Great, good afternoon, everyone. I've got two on numbers. First one is on the share-based comp, which obviously was higher in Q2. I think largely because of share price going up a lot. Can you just give us guidance as to what you expect for share-based comps for the rest of 2025 and also for 2026, I guess, on an assumption of kind of more normal share price appreciation? That's the first question. The second one is just to follow up on your comment on the outlook where you said you'd expect Q3 to be a bit slow and then to reaccelerate in Q4. I was just kind of checking the transcript on the Q1 call, and I think you spoke about subtle comps in Q2 and then in Q4 back then, and just kind of looking at it, the comp actually looked a bit easier in Q3. Just help us understand why growth is going to slow in Q3 before it reaccelerates. Thanks.

Dirk Schmelzer
CFO, Scout24

Andrew, thanks. Let me start with share-based compensation to give you a bit more color around that. The programs we have out there are split into basically two line items. One is the Executive Board, and the second part is the leadership team. They both amount to an annual value of around 9%. It is slightly below 10% of our overall personnel cost. Over the past four years, the performance period of our programs has basically been ramping up. When you look at our balance sheet, what you see is a reflection of liabilities on the company towards employees of around EUR 54 million- EUR 55 million. That is due to the fact that, on the one hand, we have performed quite well versus our performance targets.
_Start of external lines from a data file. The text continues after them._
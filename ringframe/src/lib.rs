//! Permutation algebra, place notation and music scoring for Change Ringing.

#![deny(clippy::all)]

mod bell;
mod change;
pub mod method;
pub mod music;
mod parity;
pub mod place_not;
pub mod row;
mod stage;
mod stroke;
mod utils;

// Re-export useful data types into the top level of the crate
pub use bell::{Bell, InvalidBell, MAX_BELLS};
pub use change::{Change, InvalidChangeError};
pub use method::{Method, MethodError};
pub use music::{MusicAnalysis, MusicCollection, MusicPattern, RegisterError};
pub use parity::Parity;
pub use place_not::{interpret_pn, parse_pn, InvalidPlaceNotation, PnError, PnIter};
pub use row::{InvalidPermutation, InvalidRowError, Row, RowAccumulator, RowBuf};
pub use stage::{IncompatibleStages, InvalidStageError, Stage};
pub use stroke::{Stroke, StrokeSet};
pub use utils::run_len;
The second piece is, as Filip outlined already, that we have seen a pickup in the share price, around 30%- 40% since the beginning of the year. Those effects had to be reflected in share-based compensation. To do the math, if you think about roughly a EUR 40 million liability on our balance sheet and the share price increases by 30% based on constant performance metrics, you would need to increase that liability by EUR 12 million per quarter. That is the way the metrics work. If you look into next year, you will see more of a normalization because next year payout periods are starting. We are taking liabilities away with cash from the balance sheet, and we are only adding additional liabilities through the new consecutive programs coming through.

We think about those programs in the area which I outlined in the beginning, so EUR8 million-EUR 9 million year- on- year. That was also the basis which I gave you at the beginning or end of last year when it came to 2025, not having in mind that the share price would show such positive reaction. I hope that helps a bit, Andrew, to give you a flavor and an idea on where this metric will develop in the next years. It will, of course, be a tailwind for us that we start converting liabilities into cash. The second part of your question was around comps in Q3. You are absolutely right. When we were talking in Q1 about Q2 and Q3, we actually had not expected a very positive development in Q2.

That was especially with regards to the new customer acquisitions on the professional side as well as on the private side. That was also the reason why we increased guidance, as you have seen. Against that guidance, I would think that the Q3 revenue growth will be slightly lower than in the first half. What you have traditionally seen in our business is an acceleration in the fourth quarter. Transaction enablement, we see a slightly softer organic growth before it picks up in Q4. As I said, first numbers we are seeing at the end of Q2 are quite encouraging. We are starting to lap and benefit from our multi-vendor credit check strategy in private. We expect transaction enablement to grow in Q4, as I just said, a bit quicker. For EBITDA, we see basically the same trend, top comp with the 63% we saw last year.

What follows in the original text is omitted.